- [Exercise aim]:
Word for word, restate all of the entries.
Segment Open
/*
 * Copyright (c) 2025 pgElephant. All rights reserved.
 *
 * FauxGate - MongoDB wire-compatible front end for DocumentDB on PostgreSQL
 *
 * @file server.rs
 * @brief FauxGate server assembly: services, dispatcher, listeners, sweepers
 */

use crate::backend::BackendExecutor;
use crate::config::{Config, DispatchMode};
use crate::diff::Comparator;
use crate::dispatcher::{Authorizer, Dispatcher, Services};
use crate::error::Result;
use crate::listener::Listener;
use crate::proxy::ProxyExecutor;
use crate::ssl::{self, SslManager};
use std::net::SocketAddr;
use std::path::Path;
use std::sync::Arc;
use std::time::Duration;
use tokio_util::sync::CancellationToken;
use tracing::info;

pub struct FauxGateServer {
    dispatcher: Arc<Dispatcher>,
    listener: Listener,
}

impl FauxGateServer {
    /// Binds all listeners. In diff mode a reference executor is attached.
    pub async fn new(config: Config, backend: Arc<dyn BackendExecutor>) -> Result<Self> {
        Self::with_authorizer(config, backend, None).await
    }

    pub async fn with_authorizer(
        config: Config,
        backend: Arc<dyn BackendExecutor>,
        authorizer: Option<Arc<dyn Authorizer>>,
    ) -> Result<Self> {
        config.validate()?;
        let config = Arc::new(config);

        let services = Arc::new(Services::new(Arc::clone(&config), backend));
        let mut dispatcher = Dispatcher::new(services);

        if let Some(authorizer) = authorizer {
            dispatcher = dispatcher.with_authorizer(authorizer);
        }

        if config.diff.mode == DispatchMode::Diff {
            let mut reference = ProxyExecutor::new(
                config.diff.reference_addr.clone(),
                Duration::from_millis(config.diff.timeout_ms),
            );
            if config.diff.reference_tls.enabled {
                let (connector, server_name) =
                    ssl::build_connector(&config.diff.reference_tls, &config.diff.reference_addr)?;
                reference = reference.with_tls(connector, server_name);
            }
            info!(
                reference = %config.diff.reference_addr,
                tls = reference.is_tls(),
                "differential mode enabled"
            );
            let reference = Arc::new(reference);
            dispatcher =
                dispatcher.with_comparator(Arc::new(Comparator::new(reference, config.diff.clone())));
        }

        let acceptor = if config.server.tls_addr.is_empty() {
            None
        } else {
            Some(SslManager::new(config.tls.clone()).build_acceptor()?)
        };

        let dispatcher = Arc::new(dispatcher);
        let listener = Listener::bind(&config.server, acceptor, Arc::clone(&dispatcher)).await?;

        Ok(Self {
            dispatcher,
            listener,
        })
    }

    pub fn dispatcher(&self) -> &Arc<Dispatcher> {
        &self.dispatcher
    }

    pub fn tcp_addr(&self) -> Option<SocketAddr> {
        self.listener.tcp_addr()
    }

    pub fn tls_addr(&self) -> Option<SocketAddr> {
        self.listener.tls_addr()
    }

    pub fn unix_addr(&self) -> Option<&Path> {
        self.listener.unix_addr()
    }

    /// Serves until `shutdown` is cancelled and every connection has drained.
    pub async fn run(self, shutdown: CancellationToken) -> Result<()> {
        let services = Arc::clone(self.dispatcher.services());
        let sweepers = CancellationToken::new();

        let cursor_sweeper = tokio::spawn(Arc::clone(&services.cursors).run_sweeper(
            services.config.cursors.sweep_interval(),
            sweepers.clone(),
        ));
        let session_sweeper = tokio::spawn(Arc::clone(&services.sessions).run_sweeper(
            services.config.sessions.sweep_interval(),
            sweepers.clone(),
        ));

        info!(
            commands = self.dispatcher.registry().len(),
            "FauxGate server started"
        );
        let result = self.listener.run(shutdown).await;

        sweepers.cancel();
        let _ = tokio::join!(cursor_sweeper, session_sweeper);

        let released = services.cursors.kill_all();
        info!(cursors = released.len(), "FauxGate server stopped");
        result
    }
}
Segment Closed
- [Answer box]:
/*
 * Copyright (c) 2025 pgElephant. All rights reserved.
 *
 * FauxGate - MongoDB wire-compatible front end for DocumentDB on PostgreSQL
 *
 * @file server.rs
 * @brief FauxGate server assembly: services, dispatcher, listeners, sweepers
 */

use crate::backend::BackendExecutor;
use crate::config::{Config, DispatchMode};
use crate::diff::Comparator;
use crate::dispatcher::{Authorizer, Dispatcher, Services};
use crate::error::Result;
use crate::listener::Listener;
use crate::proxy::ProxyExecutor;
use crate::ssl::{self, SslManager};
use std::net::SocketAddr;
use std::path::Path;
use std::sync::Arc;
use std::time::Duration;
use tokio_util::sync::CancellationToken;
use tracing::info;

pub struct FauxGateServer {
    dispatcher: Arc<Dispatcher>,
    listener: Listener,
}

impl FauxGateServer {
    /// Binds all listeners. In diff mode a reference executor is attached.
    pub async fn new(config: Config, backend: Arc<dyn BackendExecutor>) -> Result<Self> {
        Self::with_authorizer(config, backend, None).await
    }

    pub async fn with_authorizer(
        config: Config,
        backend: Arc<dyn BackendExecutor>,
        authorizer: Option<Arc<dyn Authorizer>>,
    ) -> Result<Self> {
        config.validate()?;
        let config = Arc::new(config);

        let services = Arc::new(Services::new(Arc::clone(&config), backend));
        let mut dispatcher = Dispatcher::new(services);

        if let Some(authorizer) = authorizer {
            dispatcher = dispatcher.with_authorizer(authorizer);
        }

        if config.diff.mode == DispatchMode::Diff {
            let mut reference = ProxyExecutor::new(
                config.diff.reference_addr.clone(),
                Duration::from_millis(config.diff.timeout_ms),
            );
            if config.diff.reference_tls.enabled {
                let (connector, server_name) =
                    ssl::build_connector(&config.diff.reference_tls, &config.diff.reference_addr)?;
                reference = reference.with_tls(connector, server_name);
            }
            info!(
                reference = %config.diff.reference_addr,
                tls = reference.is_tls(),
                "differential mode enabled"
            );
            let reference = Arc::new(reference);
            dispatcher =
                dispatcher.with_comparator(Arc::new(Comparator::new(reference, config.diff.clone())));
        }

        let acceptor = if config.server.tls_addr.is_empty() {
            None
        } else {
            Some(SslManager::new(config.tls.clone()).build_acceptor()?)
        };

        let dispatcher = Arc::new(dispatcher);
        let listener = Listener::bind(&config.server, acceptor, Arc::clone(&dispatcher)).await?;

        Ok(Self {
            dispatcher,
            listener,
        })
    }

    pub fn dispatcher(&self) -> &Arc<Dispatcher> {
        &self.dispatcher
    }

    pub fn tcp_addr(&self) -> Option<SocketAddr> {
        self.listener.tcp_addr()
    }

    pub fn tls_addr(&self) -> Option<SocketAddr> {
        self.listener.tls_addr()
    }

    pub fn unix_addr(&self) -> Option<&Path> {
        self.listener.unix_addr()
    }

    /// Serves until `shutdown` is cancelled and every connection has drained.
    pub async fn run(self, shutdown: CancellationToken) -> Result<()> {
        let services = Arc::clone(self.dispatcher.services());
        let sweepers = CancellationToken::new();

        let cursor_sweeper = tokio::spawn(Arc::clone(&services.cursors).run_sweeper(
            services.config.cursors.sweep_interval(),
            sweepers.clone(),
        ));
        let session_sweeper = tokio::spawn(Arc::clone(&services.sessions).run_sweeper(
            services.config.sessions.sweep_interval(),
            sweepers.clone(),
        ));

        info!(
            commands = self.dispatcher.registry().len(),
            "FauxGate server started"
        );
        let result = self.listener.run(shutdown).await;

        sweepers.cancel();
        let _ = tokio::join!(cursor_sweeper, session_sweeper);

        let released = services.cursors.kill_all();
        info!(cursors = released.len(), "FauxGate server stopped");
        result
    }
}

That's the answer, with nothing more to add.